For weeks I've walked past a house in Melbourne with a banana plant in the front yard. Not many people grow them here, because it's thought the climate is too cold. However, I had heard that's not true, so it didn't seem so very out of the ordinary.
But this plant had fruit on it. And that's rare so far south.
So today, when I noticed the bunch had disappeared, I just had to open the front gate, walk up the path and knock on the door to ask whether the fruit had ripened.
And it had! I wouldn't have thought the tail-end of a cold winter was the time to harvest a tropical fruit.
Not only did the lady who came to the door answer my question, but she gave me a banana to take home.
As you can see, it was only about nine centimetres (3 1/2 inches) long. But it was delicious, sweeter than the bananas we buy from the shop.
My dog, Penny loves bananas, but she didn't get any of this precious one.
We sometimes like to joke that Penny
goes bananas for bananas. I wondered where the expression comes from. The origin of the phrase is unclear. Some say that
it relates to the old expression to go ape, because of the connection with apes eating bananas. There's a theory that it might be connected to the
myth that eating banana skins can give a hallucinogenic experience.

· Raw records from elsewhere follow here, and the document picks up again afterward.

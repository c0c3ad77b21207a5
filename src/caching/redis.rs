//! # Redis 캐시 클라이언트
//!
//! 회원 조회 결과를 캐싱하기 위한 Redis 클라이언트 래퍼입니다.
//! Serde 를 통한 투명한 JSON 직렬화와 TTL 기반 만료를 지원하며,
//! 멀티플렉싱된 커넥션으로 동시 요청을 효율적으로 처리합니다.

use redis::{AsyncCommands, Client};
use serde::{Serialize, de::DeserializeOwned};
use std::env;

/// Redis 캐시 클라이언트 래퍼
///
/// 캐시는 언제나 보조 수단입니다. 캐시 계층 오류가 회원 조회 자체를
/// 실패시키지 않도록 호출부에서는 실패를 무시하거나 로그만 남깁니다.
#[derive(Clone)]
pub struct RedisClient {
    /// 멀티플렉싱을 지원하는 Redis 클라이언트
    client: Client,
}

impl RedisClient {
    /// 새 Redis 클라이언트 인스턴스를 생성합니다.
    ///
    /// 환경 변수 `REDIS_URL` 에서 서버 주소를 읽어오며, 설정되지 않은
    /// 경우 기본값 `redis://localhost:6379` 를 사용합니다. 생성 시
    /// PING 으로 서버 가용성을 확인합니다.
    pub async fn new() -> Result<Self, Box<dyn std::error::Error>> {
        let redis_url = env::var("REDIS_URL")
            .unwrap_or_else(|_| "redis://localhost:6379".to_string());

        let client = Client::open(redis_url)?;

        // 연결 테스트 - PING 명령으로 서버 가용성 확인
        let mut conn = client.get_multiplexed_async_connection().await?;
        redis::cmd("PING").query_async::<()>(&mut conn).await?;

        println!("✅ Redis 연결 성공");

        Ok(Self { client })
    }

    /// 지정된 키에서 값을 조회하고 역직렬화합니다.
    ///
    /// # 반환값
    ///
    /// - `Ok(Some(T))` - 키가 존재하고 역직렬화 성공
    /// - `Ok(None)` - 키가 존재하지 않음
    /// - `Err(RedisError)` - Redis 오류 또는 역직렬화 실패
    pub async fn get<T: DeserializeOwned>(&self, key: &str) -> Result<Option<T>, redis::RedisError> {
        let mut conn = self.client.get_multiplexed_async_connection().await?;
        let value: Option<String> = conn.get(key).await?;

        match value {
            Some(json) => {
                let deserialized = serde_json::from_str(&json)
                    .map_err(|e| redis::RedisError::from((redis::ErrorKind::TypeError, "Deserialization failed", e.to_string())))?;
                Ok(Some(deserialized))
            }
            None => Ok(None),
        }
    }

    /// 값을 JSON 으로 직렬화하여 만료 없이 저장합니다.
    pub async fn set<T: Serialize>(&self, key: &str, value: &T) -> Result<(), redis::RedisError> {
        let mut conn = self.client.get_multiplexed_async_connection().await?;
        let json = serde_json::to_string(value)
            .map_err(|e| redis::RedisError::from((redis::ErrorKind::TypeError, "Serialization failed", e.to_string())))?;
        conn.set(key, json).await
    }

    /// 값을 JSON 으로 직렬화하여 TTL 과 함께 저장합니다.
    pub async fn set_with_expiry<T: Serialize>(&self, key: &str, value: &T, seconds: usize) -> Result<(), redis::RedisError> {
        let mut conn = self.client.get_multiplexed_async_connection().await?;
        let json = serde_json::to_string(value)
            .map_err(|e| redis::RedisError::from((redis::ErrorKind::TypeError, "Serialization failed", e.to_string())))?;
        conn.set_ex(key, json, seconds as u64).await
    }

    /// 지정된 키를 삭제합니다.
    pub async fn del(&self, key: &str) -> Result<(), redis::RedisError> {
        let mut conn = self.client.get_multiplexed_async_connection().await?;
        conn.del(key).await
    }

    /// 여러 키를 한 번에 삭제합니다.
    ///
    /// 캐시 무효화 시 회원 ID 키와 이메일 키를 함께 지울 때 사용합니다.
    pub async fn del_multiple(&self, keys: &[String]) -> Result<(), redis::RedisError> {
        if keys.is_empty() {
            return Ok(());
        }
        let mut conn = self.client.get_multiplexed_async_connection().await?;
        conn.del(keys).await
    }

    /// 패턴에 매칭되는 키 목록을 조회합니다.
    pub async fn keys(&self, pattern: &str) -> Result<Vec<String>, redis::RedisError> {
        let mut conn = self.client.get_multiplexed_async_connection().await?;
        conn.keys(pattern).await
    }
}

impl Default for RedisClient {
    fn default() -> Self {
        let redis_url = env::var("REDIS_URL")
            .unwrap_or_else(|_| "redis://localhost:6379".to_string());

        let client = Client::open(redis_url)
            .expect("Failed to create Redis client with default configuration");

        Self { client }
    }
}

World Wide Words says the phrase
to go bananas dates only from the 1960s.
What of to go bananas? It burst upon the world in the 1960s and became a fashionable, not to say faddish, term in the 1970s. Its heyday is over, perhaps thankfully so. But nobody seems to have any very clear idea where it came from. Was the idea of something bent at the root of it, so that a person was being driven mentally out of shape? Or was there a mental image of an over-excited ape clamouring for his daily feast? Or was it a more subtle image connected with the older phrase to go ape or evento go nuts? You can go crazy thinking about this stuff.
By the way, in researching this topic, I've been reassured that
bananas are okay for dogs to eat. (There's a good photo of a banana plant at the
ASPCA site.)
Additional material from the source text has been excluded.